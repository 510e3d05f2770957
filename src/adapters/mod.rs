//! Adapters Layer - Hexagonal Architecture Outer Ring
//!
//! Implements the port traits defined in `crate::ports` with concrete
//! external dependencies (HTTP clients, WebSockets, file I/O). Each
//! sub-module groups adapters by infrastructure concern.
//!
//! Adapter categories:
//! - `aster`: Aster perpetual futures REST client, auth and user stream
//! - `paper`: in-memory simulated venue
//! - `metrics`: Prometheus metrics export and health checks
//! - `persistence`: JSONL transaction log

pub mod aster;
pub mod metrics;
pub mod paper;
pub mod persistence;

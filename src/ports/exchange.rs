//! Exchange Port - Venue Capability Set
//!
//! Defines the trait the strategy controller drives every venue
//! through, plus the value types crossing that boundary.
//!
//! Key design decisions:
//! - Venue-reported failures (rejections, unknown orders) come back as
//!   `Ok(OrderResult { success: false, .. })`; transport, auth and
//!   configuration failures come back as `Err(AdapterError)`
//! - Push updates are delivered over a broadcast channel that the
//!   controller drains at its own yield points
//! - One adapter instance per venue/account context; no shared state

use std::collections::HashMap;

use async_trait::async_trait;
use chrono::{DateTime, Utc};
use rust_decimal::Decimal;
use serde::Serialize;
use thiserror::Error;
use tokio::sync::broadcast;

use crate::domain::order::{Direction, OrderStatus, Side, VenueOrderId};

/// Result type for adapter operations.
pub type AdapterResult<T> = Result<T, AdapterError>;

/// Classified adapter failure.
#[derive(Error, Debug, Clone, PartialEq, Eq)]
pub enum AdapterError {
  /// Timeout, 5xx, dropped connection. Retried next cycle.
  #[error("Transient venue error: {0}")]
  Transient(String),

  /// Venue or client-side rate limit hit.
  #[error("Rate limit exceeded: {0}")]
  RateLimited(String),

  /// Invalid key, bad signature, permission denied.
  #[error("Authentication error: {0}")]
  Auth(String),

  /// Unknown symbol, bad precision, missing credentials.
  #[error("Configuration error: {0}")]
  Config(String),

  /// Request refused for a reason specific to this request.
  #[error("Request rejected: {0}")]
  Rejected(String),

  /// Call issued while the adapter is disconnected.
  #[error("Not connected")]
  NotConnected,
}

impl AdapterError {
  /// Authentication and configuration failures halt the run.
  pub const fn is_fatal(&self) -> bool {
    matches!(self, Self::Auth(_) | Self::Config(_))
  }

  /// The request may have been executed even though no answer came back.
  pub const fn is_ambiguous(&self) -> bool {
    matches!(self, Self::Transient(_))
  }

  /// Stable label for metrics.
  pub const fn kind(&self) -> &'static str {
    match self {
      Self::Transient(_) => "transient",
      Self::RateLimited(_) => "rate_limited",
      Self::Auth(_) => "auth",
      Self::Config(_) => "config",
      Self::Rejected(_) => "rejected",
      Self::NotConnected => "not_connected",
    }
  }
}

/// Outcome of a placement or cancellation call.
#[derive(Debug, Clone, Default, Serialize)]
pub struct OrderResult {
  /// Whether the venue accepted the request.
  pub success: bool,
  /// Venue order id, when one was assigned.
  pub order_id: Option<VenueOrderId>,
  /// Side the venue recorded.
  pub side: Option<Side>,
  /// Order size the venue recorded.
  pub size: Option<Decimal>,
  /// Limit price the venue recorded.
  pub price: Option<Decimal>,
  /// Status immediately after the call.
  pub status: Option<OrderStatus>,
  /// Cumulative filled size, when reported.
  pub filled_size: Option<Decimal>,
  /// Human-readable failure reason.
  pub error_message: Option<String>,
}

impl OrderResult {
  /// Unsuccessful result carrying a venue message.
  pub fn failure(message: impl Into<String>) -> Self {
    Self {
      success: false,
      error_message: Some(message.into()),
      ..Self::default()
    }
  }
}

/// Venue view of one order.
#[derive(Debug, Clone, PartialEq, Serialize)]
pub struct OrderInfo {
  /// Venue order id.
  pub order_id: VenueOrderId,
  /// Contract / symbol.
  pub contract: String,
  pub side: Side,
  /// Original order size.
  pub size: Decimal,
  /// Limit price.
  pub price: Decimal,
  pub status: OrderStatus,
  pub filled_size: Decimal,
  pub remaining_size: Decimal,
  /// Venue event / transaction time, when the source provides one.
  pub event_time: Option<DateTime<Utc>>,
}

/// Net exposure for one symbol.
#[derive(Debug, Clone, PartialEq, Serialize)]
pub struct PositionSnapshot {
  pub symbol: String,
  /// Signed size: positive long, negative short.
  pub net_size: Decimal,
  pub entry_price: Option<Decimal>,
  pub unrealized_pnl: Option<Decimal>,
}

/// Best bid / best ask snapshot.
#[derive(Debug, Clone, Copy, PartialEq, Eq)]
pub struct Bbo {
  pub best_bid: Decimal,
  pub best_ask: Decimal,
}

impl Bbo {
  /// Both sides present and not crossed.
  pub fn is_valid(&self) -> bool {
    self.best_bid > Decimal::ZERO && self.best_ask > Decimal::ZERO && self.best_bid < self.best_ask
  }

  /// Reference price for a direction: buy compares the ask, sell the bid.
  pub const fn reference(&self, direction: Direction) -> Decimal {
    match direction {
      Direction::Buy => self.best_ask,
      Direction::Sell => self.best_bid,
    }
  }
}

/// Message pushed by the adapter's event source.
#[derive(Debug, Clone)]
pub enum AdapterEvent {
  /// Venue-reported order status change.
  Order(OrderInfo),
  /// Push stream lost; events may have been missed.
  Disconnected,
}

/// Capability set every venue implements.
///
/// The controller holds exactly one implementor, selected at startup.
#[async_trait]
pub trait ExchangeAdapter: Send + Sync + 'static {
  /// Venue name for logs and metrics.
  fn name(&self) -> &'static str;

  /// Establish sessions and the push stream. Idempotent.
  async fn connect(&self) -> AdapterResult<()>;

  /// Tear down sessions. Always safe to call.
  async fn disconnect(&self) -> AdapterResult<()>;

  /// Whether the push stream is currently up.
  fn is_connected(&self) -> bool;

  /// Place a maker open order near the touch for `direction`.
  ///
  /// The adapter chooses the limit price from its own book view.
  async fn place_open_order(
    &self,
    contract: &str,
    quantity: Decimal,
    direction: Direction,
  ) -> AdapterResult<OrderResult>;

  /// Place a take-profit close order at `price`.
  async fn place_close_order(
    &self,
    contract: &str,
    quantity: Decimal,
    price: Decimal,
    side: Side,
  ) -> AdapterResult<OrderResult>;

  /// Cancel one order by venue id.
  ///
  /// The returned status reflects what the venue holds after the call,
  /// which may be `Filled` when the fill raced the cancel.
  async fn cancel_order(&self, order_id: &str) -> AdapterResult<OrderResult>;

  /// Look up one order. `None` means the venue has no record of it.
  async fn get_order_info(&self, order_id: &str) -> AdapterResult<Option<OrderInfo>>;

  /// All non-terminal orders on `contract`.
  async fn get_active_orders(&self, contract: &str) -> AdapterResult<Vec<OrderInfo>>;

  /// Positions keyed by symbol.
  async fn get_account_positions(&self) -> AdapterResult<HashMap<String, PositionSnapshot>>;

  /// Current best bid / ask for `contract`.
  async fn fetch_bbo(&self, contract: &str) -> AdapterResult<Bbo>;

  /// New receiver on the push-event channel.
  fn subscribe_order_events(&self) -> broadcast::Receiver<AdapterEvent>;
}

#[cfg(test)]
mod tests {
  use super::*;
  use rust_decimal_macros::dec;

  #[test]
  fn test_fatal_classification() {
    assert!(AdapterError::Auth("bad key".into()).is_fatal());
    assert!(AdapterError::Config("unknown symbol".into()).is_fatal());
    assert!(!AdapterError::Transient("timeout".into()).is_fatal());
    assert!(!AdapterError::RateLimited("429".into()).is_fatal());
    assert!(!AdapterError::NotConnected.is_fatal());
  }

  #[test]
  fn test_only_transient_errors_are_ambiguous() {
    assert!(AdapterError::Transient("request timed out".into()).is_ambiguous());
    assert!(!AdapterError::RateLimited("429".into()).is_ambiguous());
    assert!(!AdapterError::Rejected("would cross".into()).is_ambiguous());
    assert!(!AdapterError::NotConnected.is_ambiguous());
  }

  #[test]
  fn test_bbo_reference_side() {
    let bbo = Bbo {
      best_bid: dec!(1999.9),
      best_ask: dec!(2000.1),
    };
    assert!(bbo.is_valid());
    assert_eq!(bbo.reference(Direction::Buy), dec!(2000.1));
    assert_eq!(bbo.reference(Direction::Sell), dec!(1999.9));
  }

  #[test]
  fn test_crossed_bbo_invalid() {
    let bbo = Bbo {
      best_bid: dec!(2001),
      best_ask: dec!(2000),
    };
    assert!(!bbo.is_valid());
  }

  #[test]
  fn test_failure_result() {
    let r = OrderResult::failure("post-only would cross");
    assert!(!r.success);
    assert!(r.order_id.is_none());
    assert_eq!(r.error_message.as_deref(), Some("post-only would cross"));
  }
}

--------

-- Exercise details --
Pull out every line of the records that includes the string "transaction".

-- Result --
//! - `persistence`: JSONL transaction log
  /// Venue event / transaction time, when the source provides one.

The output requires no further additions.